L’argument est peu convaincant car il en est à peu près de même pour le rugby. Il faut donc rechercher ailleurs pour trouver l’autre argument classique, celui de la différenciation par l’objectif du jeu. C’est tout de même étonnant que les classes supérieures anglaises de l’époque s’adonnent à un jeu d’une extrême violence alors que d’ordinaire ils associent celle-ci à la vulgarité ordinaire du peuple.
Une autre explication est dans la très grande complexité des règles du rugby, inaccessibles à la compréhension du peuple. C’est insultant et faux car les règles du football sont aussi complexes que codifiés.
Ce paradoxe tient d’une histoire lointaine. Le combat s’est toujours dissocié du pugilat de rue réservé au peuple. Il avait la marque historique de la noblesse, de la conquête et de l’honneur des champs de bataille. Ce n’est pas pour rien que les joutes de la chevalerie du moyen-âge étaient une épreuve donnée en spectacle aux pairs des combattants, les nobles. Les uns pour la fierté de leur bravoure, les autres de pouvoir disposer de vaillants guerriers au service de la couronne.

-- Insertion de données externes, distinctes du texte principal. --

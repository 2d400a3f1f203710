use anyhow::Result;

use crate::models::{topics_or_general, Grade, Subject};

/// Execute the topics command - list syllabus topics, optionally filtered
pub fn run_topics(grade: Option<Grade>, subject: Option<Subject>) -> Result<()> {
    let grades: Vec<Grade> = grade.map(|g| vec![g]).unwrap_or_else(|| Grade::ALL.to_vec());
    let subjects: Vec<Subject> = subject
        .map(|s| vec![s])
        .unwrap_or_else(|| Subject::ALL.to_vec());

    for grade in &grades {
        for subject in &subjects {
            println!("{} - {}", grade, subject);
            for topic in topics_or_general(*grade, *subject) {
                println!("  {}", topic);
            }
            println!();
        }
    }

    Ok(())
}
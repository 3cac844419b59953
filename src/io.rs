use anyhow::{anyhow, Context};
use std::fs::File;
use std::io::{self, BufWriter, ErrorKind, Read, Write};
use std::path::{Path, PathBuf};

/// Where the sender pulls file content from.
pub trait ByteSource {
    /// Fill as much of `buf` as the source allows. `Ok(0)` means end of stream.
    fn read_chunk(&mut self, buf: &mut [u8]) -> io::Result<usize>;
}

impl<R: Read> ByteSource for R {
    fn read_chunk(&mut self, buf: &mut [u8]) -> io::Result<usize> {
        let mut filled = 0;
        while filled < buf.len() {
            match self.read(&mut buf[filled..]) {
                Ok(0) => break,
                Ok(n) => filled += n,
                Err(e) if e.kind() == ErrorKind::Interrupted => continue,
                Err(e) => return Err(e),
            }
        }
        Ok(filled)
    }
}

/// Where the receiver writes delivered bytes, one named file per session.
pub trait ByteSink {
    fn open(&mut self, name: &str) -> anyhow::Result<()>;
    fn write(&mut self, bytes: &[u8]) -> anyhow::Result<()>;
    fn close(&mut self) -> anyhow::Result<()>;
}

/// Writes each session to `<dir>/<name>`.
#[derive(Debug)]
pub struct FileSink {
    dir: PathBuf,
    file: Option<BufWriter<File>>,
}

impl FileSink {
    pub fn new(dir: impl Into<PathBuf>) -> Self {
        Self {
            dir: dir.into(),
            file: None,
        }
    }
}

impl ByteSink for FileSink {
    fn open(&mut self, name: &str) -> anyhow::Result<()> {
        let path = self.dir.join(Path::new(name));
        let file = File::create(&path).with_context(|| format!("create {}", path.display()))?;
        self.file = Some(BufWriter::new(file));
        Ok(())
    }

    fn write(&mut self, bytes: &[u8]) -> anyhow::Result<()> {
        let file = self.file.as_mut().ok_or(anyhow!("No file open"))?;
        file.write_all(bytes)?;
        Ok(())
    }

    fn close(&mut self) -> anyhow::Result<()> {
        if let Some(mut file) = self.file.take() {
            file.flush()?;
        }
        Ok(())
    }
}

Et le sport dans tout cela ? Il faut dire la cause d’une bonne santé, même s’il en a été ressenti comme tel par empirisme, ce n’est que plus tard que l’évidence sera définitivement actée. Et je voudrais me risque à l’humour. Rares, dans la proportion relative, qui le pratiquent au-delà de leur jeunesse. Quant au stade, seuls vingt-deux joueurs le justifient. Les autres, le risque du sport ne va pas au-delà d’une extinction de voix ou d’une tendinite à lever une banderole.
Monsieur le rédacteur de l’article, comment pouvez-vous occulter l’essentiel, c’est-à-dire le rôle du combat politique et social du foot ? Je répondrais à mes estimables lecteurs que ce n’est pas l’angle d’approche qu’annonce le titre. Et puis, avec humour, encore une fois, je ne veux pas me fâcher avec mon respectueux lecteur en abordant un sujet aussi explosif que ceux des de certaines discussions autour du repas familial du vendredi à midi.
Ah, j’oubliais, je prenais instinctivement le poste d’ailier droit avant de me rendre à l’évidence, à l’âge du lycée, qu’il valait mieux pour moi, mes adversaire et le foot, de m’en tenir au ping-pong.